Bevor man aber damit beginnt, sich konkrete Sport-Situationen vorzustellen, sollte man zunächst die Grundkompetenzen des Visualisierens an einfachen Objekten üben, um mit möglichst allen Sinnen intensive, realitätsnahe Vorstellungen zu erzeugen. Wir können uns eine Situation wie den Start am Marathon rasch vorstellen. Aber wie intensiv ist diese Vorstellung? Wie genau siehst du alles vor dir? Riechst du die Morgenfrische? Spürst du die Vorfreude, die Anspannung der Muskeln, den Herzschlag? Hörst du den Speaker? Um deine Sport-Visualisierungen möglichst intensiv zu erleben und somit von den positiven Effekten maximal profitieren zu können, solltest du möglichst alle Sinneskanäle in der Vorstellung «trainieren». Dazu eignen sich Gegenstandsübungen wie die unten aufgeführte Zitronenübung - ein Klassiker der Visualisierungsübungen. Je nach Ausführung spricht sie alle Sinneskanäle an: visuell, auditiv, kinästhetisch, olfaktorisch und gustatorisch.

Video: Wie gelingt Visualisieren?

Dr. Jan Rauch erzählt, was es mit der Visualisierungs-Technik auf sich hat und wie Sportler/innen diese nutzen können.

Die Übung:

      Leg eine Zitrone (oder einen Apfel, eine Banane oder Orange) vor dich hin. Konzentriere dich auf die Zitrone und betrachte sie genau. Setze nach und nach weitere Sinne ein, um die Zitrone zu «erfassen». Nimm dir für jeden Schritt mindestens 30 Sekunden Zeit.

      • Was siehst du genau? Die Zitrone, klar. Aber was siehst du noch? Zum Beispiel einen uneinheitlichen Farbverlauf oder Unebenheiten auf der Schale?
      • Wie fühlt sich die Zitrone an? Spürst du zum Beispiel die Rauheit der Schale oder die Unebenheit? Wie schwer ist die Zitrone?
      • Wie riecht die Zitrone? Riechst du den typischen Zitronenduft oder auch etwas Unerwartetes?
      • Was hörst du, wenn du mit dem Finger über die Schale fährst? Hast du dieses Geräusch so erwartet? 

      Schliesse nun die Augen und stell dir die Zitrone im Geiste vor. Erscheint die Zitrone vor deinem geistigen Auge? Ist sie klar, farbecht? Spürst du sie und riechst du sie? Gleiche deine Vorstellung zwischendurch immer wieder mit der Realität ab, indem du z.B. die Augen öffnest, die Zitrone nochmal in die Hand nimmst und nochmal daran riechst. So verfeinerst du das Bild, das du von der Zitrone hast und die Visualisierung wird immer realitätsnäher.

      In einem nächsten Schritt stellst du dir vor, wie du die Zitrone schälst, ein Stück davon rausreisst und kräftig hineinbeisst.

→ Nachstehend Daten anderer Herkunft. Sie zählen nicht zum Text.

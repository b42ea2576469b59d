//! Scalar values for rows, predicates and LIMIT/OFFSET clauses

use serde::{Deserialize, Serialize};

use crate::{Error, Result};

/// A scalar value that can be rendered into a statement
///
/// Serialized untagged, so `Value::I64(1)` is the JSON number `1` and
/// `Value::Null` is `null`.
#[derive(Debug, Clone, PartialEq, Serialize, Deserialize)]
#[serde(untagged)]
pub enum Value {
    /// Null value
    Null,
    /// Boolean value
    Bool(bool),
    /// Signed integer
    I64(i64),
    /// Unsigned integer too large for `I64`
    U64(u64),
    /// Floating point number
    F64(f64),
    /// String value
    String(String),
}

impl Value {
    pub fn is_null(&self) -> bool {
        matches!(self, Value::Null)
    }

    /// Render the value as a literal inside a statement.
    ///
    /// Strings are wrapped in single quotes verbatim. Embedded quotes are
    /// not escaped.
    ///
    /// # Examples
    /// ```
    /// use yqlkit_core::Value;
    ///
    /// assert_eq!(Value::from("x").to_literal(), "'x'");
    /// assert_eq!(Value::from(1).to_literal(), "1");
    /// assert_eq!(Value::Null.to_literal(), "null");
    /// ```
    pub fn to_literal(&self) -> String {
        match self {
            Value::String(s) => format!("'{}'", s),
            other => other.to_bare(),
        }
    }

    /// Render the value without quoting, as LIMIT and OFFSET take it
    pub fn to_bare(&self) -> String {
        match self {
            Value::Null => "null".to_string(),
            Value::Bool(b) => b.to_string(),
            Value::I64(n) => n.to_string(),
            Value::U64(n) => n.to_string(),
            Value::F64(n) => n.to_string(),
            Value::String(s) => s.clone(),
        }
    }

    /// Whether the value counts as present for optional clauses.
    ///
    /// `Null`, `false`, zero, `NaN` and the empty string are falsy. The
    /// string `"0"` is truthy.
    pub fn is_truthy(&self) -> bool {
        match self {
            Value::Null => false,
            Value::Bool(b) => *b,
            Value::I64(n) => *n != 0,
            Value::U64(n) => *n != 0,
            Value::F64(n) => *n != 0.0 && !n.is_nan(),
            Value::String(s) => !s.is_empty(),
        }
    }
}

impl From<()> for Value {
    fn from(_: ()) -> Self {
        Value::Null
    }
}

impl From<bool> for Value {
    fn from(val: bool) -> Self {
        Value::Bool(val)
    }
}

macro_rules! impl_from_signed {
    ($($ty:ty),*) => {
        $(
            impl From<$ty> for Value {
                fn from(val: $ty) -> Self {
                    Value::I64(i64::from(val))
                }
            }
        )*
    };
}

impl_from_signed!(i8, i16, i32, i64, u8, u16, u32);

impl From<u64> for Value {
    fn from(val: u64) -> Self {
        match i64::try_from(val) {
            Ok(n) => Value::I64(n),
            Err(_) => Value::U64(val),
        }
    }
}

impl From<usize> for Value {
    fn from(val: usize) -> Self {
        Value::from(val as u64)
    }
}

impl From<f64> for Value {
    fn from(val: f64) -> Self {
        Value::F64(val)
    }
}

impl From<String> for Value {
    fn from(val: String) -> Self {
        Value::String(val)
    }
}

impl From<&str> for Value {
    fn from(val: &str) -> Self {
        Value::String(val.to_string())
    }
}

impl From<&String> for Value {
    fn from(val: &String) -> Self {
        Value::String(val.clone())
    }
}

impl<T> From<Option<T>> for Value
where
    T: Into<Value>,
{
    fn from(opt: Option<T>) -> Self {
        match opt {
            Some(val) => val.into(),
            None => Value::Null,
        }
    }
}

#[cfg(feature = "uuid-support")]
impl From<uuid::Uuid> for Value {
    fn from(val: uuid::Uuid) -> Self {
        Value::String(val.hyphenated().to_string())
    }
}

// Timestamps are stored as epoch milliseconds.
#[cfg(feature = "datetime-support")]
impl From<chrono::DateTime<chrono::Utc>> for Value {
    fn from(val: chrono::DateTime<chrono::Utc>) -> Self {
        Value::I64(val.timestamp_millis())
    }
}

impl TryFrom<serde_json::Value> for Value {
    type Error = Error;

    fn try_from(val: serde_json::Value) -> Result<Self> {
        match val {
            serde_json::Value::Null => Ok(Value::Null),
            serde_json::Value::Bool(b) => Ok(Value::Bool(b)),
            serde_json::Value::Number(n) => {
                if let Some(i) = n.as_i64() {
                    Ok(Value::I64(i))
                } else if let Some(u) = n.as_u64() {
                    Ok(Value::U64(u))
                } else {
                    n.as_f64()
                        .map(Value::F64)
                        .ok_or_else(|| Error::invalid_argument(format!("Unsupported number {}", n)))
                }
            }
            serde_json::Value::String(s) => Ok(Value::String(s)),
            other => Err(Error::invalid_argument(format!(
                "Expected a scalar value, got {}",
                other
            ))),
        }
    }
}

Versuche auch hier, alle Sinne miteinzubeziehen: wie fühlst sich das Schälen an, wie riecht es, usw.?

      Mache danach wieder den Realitätscheck: Schäle die Zitrone, reiss ein Stück heraus und beiss kräftig rein. Was erleben deine Sinne? War die Vorstellung davon realitätsnah? Wo musst du die Visualisierung anpassen? Welcher Sinneskanal gelingt besser, welcher ist schwierig und sollte noch mehr trainiert werden?

      Diese Übung kann natürlich mit ganz verschiedenen Gegenständen wiederholt werden. Sich etwas Essbares vorzustellen ist aber deshalb gut geeignet, weil sich verhältnismässig leicht andere Sinne als nur der visuelle aktivieren lassen. Mit der Zeit kannst du die Visualisierungen auf sportliche Gegenstände wie zum Beispiel den Laufschuh oder eben marathonspezifische Situationen ausweiten. Stell dir die Situation vor dem Start vor. Wie verhältst du dich bei verschiedenen Bedingungen oder in schwierigen Situationen? Was machst du, wenn du während dem Lauf die Motivation verlierst?